No Link? Really? ................ Parables 347

December 8, 1992

The Canadian Radio-television and Telecommunications Commission now concludes there is “a link” between violence portrayed on television and violence in society but it is “not necessarily one of cause and effect.”

Interesting. What do advertisers think about the relationship between their commercials and the effect it has on consumers? Are sales merely a link? Or do commercials have a definite cause/effect relationship to consumer buying habits?

Profit studies and statistics say commercials definitely effect buyers. If they didn’t, why would any company pay media advertising fees? A half-minute spot on a show such as Murphy Brown costs over $300,000 — that is over $10,000 a second! Those kinds of rates are an indication of profits; people do respond to commercials.

But the CRTC is right in not being too hasty to attribute cause and effect. There is always more than one factor involved in issues like human behavior. Psychologists debate whether nature and genetics are the greater influence or is it environment and the way people are nurtured that cause them to live as they do? Many would agree that both factors play a part.

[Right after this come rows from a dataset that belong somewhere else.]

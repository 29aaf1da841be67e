// src/logging.rs

//! Logging setup for `clipfetch` using `tracing` + `tracing-subscriber`.
//!
//! Priority for determining the log level:
//! 1. `--log-level` CLI flag (if provided)
//! 2. `CLIPFETCH_LOG` environment variable (e.g. "info", "debug")
//! 3. default to `info`

use anyhow::Result;
use tracing_subscriber::{EnvFilter, fmt};

use crate::cli::LogLevel;

/// Initialise global logging subscriber.
///
/// Safe to call once at startup.
pub fn init_logging(cli_level: Option<LogLevel>) -> Result<()> {
    let filter = match cli_level {
        Some(lvl) => EnvFilter::new(level_str(lvl)),
        None => EnvFilter::try_from_env("CLIPFETCH_LOG")
            .unwrap_or_else(|_| EnvFilter::new("info")),
    };

    // `init()` panics if called twice; we only call it once in main.
    fmt()
        .with_env_filter(filter)
        .with_target(true)
        .with_thread_ids(false)
        .with_thread_names(false)
        .init();

    Ok(())
}

fn level_str(lvl: LogLevel) -> &'static str {
    match lvl {
        LogLevel::Error => "error",
        LogLevel::Warn => "warn",
        LogLevel::Info => "info",
        LogLevel::Debug => "debug",
        LogLevel::Trace => "trace",
    }
}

The Bible supports the both nature and nurture theory, but not quite the same way as would psychologists. Jesus, while not commenting on the effects of television violence, did say where violence begins: “For out of the heart proceed evil thoughts, murders, adulteries, fornications, thefts, false witness, blasphemies.”

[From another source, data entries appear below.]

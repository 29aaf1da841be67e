// src/config/model.rs

use std::path::PathBuf;

use serde::Deserialize;

use crate::invocation::Quality;

/// Top-level configuration as read from a TOML file, before validation.
///
/// ```toml
/// [tools]
/// downloader = "/opt/yt-dlp/yt-dlp"
/// assets_dir = "assets"
///
/// [output]
/// dir = "~/Videos"
/// template = "%(title)s.%(ext)s"
///
/// [download]
/// quality = "1080p"
/// skip_transcode = false
/// ```
///
/// All sections are optional and have reasonable defaults.
#[derive(Debug, Clone, Deserialize)]
pub struct RawConfigFile {
    /// Tool locations from `[tools]`.
    #[serde(default)]
    pub tools: ToolsSection,

    /// Output placement from `[output]`.
    #[serde(default)]
    pub output: OutputSection,

    /// Download defaults from `[download]`.
    #[serde(default)]
    pub download: DownloadSection,
}

/// Validated configuration used by the rest of the application.
///
/// Construct via `ConfigFile::try_from(raw)`; see `validate.rs`.
#[derive(Debug, Clone)]
pub struct ConfigFile {
    pub tools: ToolsSection,
    pub output: OutputSection,
    pub download: DownloadSection,
}

impl ConfigFile {
    /// Build a `ConfigFile` without re-running validation.
    ///
    /// Only `validate.rs` (and tests) should call this.
    pub fn new_unchecked(
        tools: ToolsSection,
        output: OutputSection,
        download: DownloadSection,
    ) -> Self {
        Self {
            tools,
            output,
            download,
        }
    }
}

impl Default for ConfigFile {
    fn default() -> Self {
        Self::new_unchecked(
            ToolsSection::default(),
            OutputSection::default(),
            DownloadSection::default(),
        )
    }
}

/// `[tools]` section.
///
/// Resolution order per tool: explicit path here, then `assets_dir` with the
/// platform-specific binary name, then the bare program name (PATH lookup at
/// spawn time). See `tools.rs`.
#[derive(Debug, Clone, Deserialize, Default)]
pub struct ToolsSection {
    /// Explicit path to the downloader binary (yt-dlp).
    #[serde(default)]
    pub downloader: Option<PathBuf>,

    /// Explicit path to the transcoder binary (ffmpeg).
    #[serde(default)]
    pub transcoder: Option<PathBuf>,

    /// Explicit path to the prober binary (ffprobe).
    #[serde(default)]
    pub prober: Option<PathBuf>,

    /// Directory holding bundled binaries, named per platform.
    #[serde(default)]
    pub assets_dir: Option<PathBuf>,
}

/// `[output]` section.
#[derive(Debug, Clone, Deserialize)]
pub struct OutputSection {
    /// Directory downloaded files are written into.
    #[serde(default = "default_output_dir")]
    pub dir: PathBuf,

    /// yt-dlp output template for the downloaded file name.
    #[serde(default = "default_output_template")]
    pub template: String,
}

fn default_output_dir() -> PathBuf {
    PathBuf::from(".")
}

fn default_output_template() -> String {
    "%(title)s.%(ext)s".to_string()
}

impl Default for OutputSection {
    fn default() -> Self {
        Self {
            dir: default_output_dir(),
            template: default_output_template(),
        }
    }
}

/// `[download]` section.
#[derive(Debug, Clone, Deserialize, Default)]
pub struct DownloadSection {
    /// Default quality selection; CLI `--quality` overrides it.
    #[serde(default)]
    pub quality: Quality,

    /// If true, never run the transcode step after downloading.
    #[serde(default)]
    pub skip_transcode: bool,
}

While we were made in the image of God and do have potential to do tremendous good, Jesus is pointing out that sin has marred that image and gives us the capacity for tremendous evil. It is this propensity for sin that causes sinful thoughts, and we all have them.

As for the nurture side of things, God holds us accountable for how we raise our children, how we govern our lives, and how we deal with our sin. We need to recognize that when evil thoughts are given any priority at all, they easily lead to sinful actions. Nurture means we need to avoid whatever feeds that human tendency to sin.

Certainly such factors as our conscience and social pressures constrain evil too. Otherwise we could never live in a sinful world without personally participating in all its sin. Yet if our conscious is dulled by viewing a dozen murders a night on television (tests prove that it is dulled) and television programming begins to exalt violent people, the effects of conscience and social pressure are reduced. That kind of nurture makes it much more difficult to keep sinful thoughts from turning into sinful actions.

The psalmist did not have a television set but he knew this principle long before psychologists tested it. He said, “I will set nothing wicked before my eyes; I hate the work of those who fall away; It shall not cling to me.” Instead, he determined, “My eyes are ever toward the LORD, For He shall pluck my feet out of the net.”

Scripture says “Where there is no vision the people perish” not “no television.” The violence depicted is not profitable for enjoying life as God intended, a life of goodness and peace. We can lobby for better programming yet in lieu of that possibility, the best initiative to take may be in finding our entertainment elsewhere and simply shutting it off.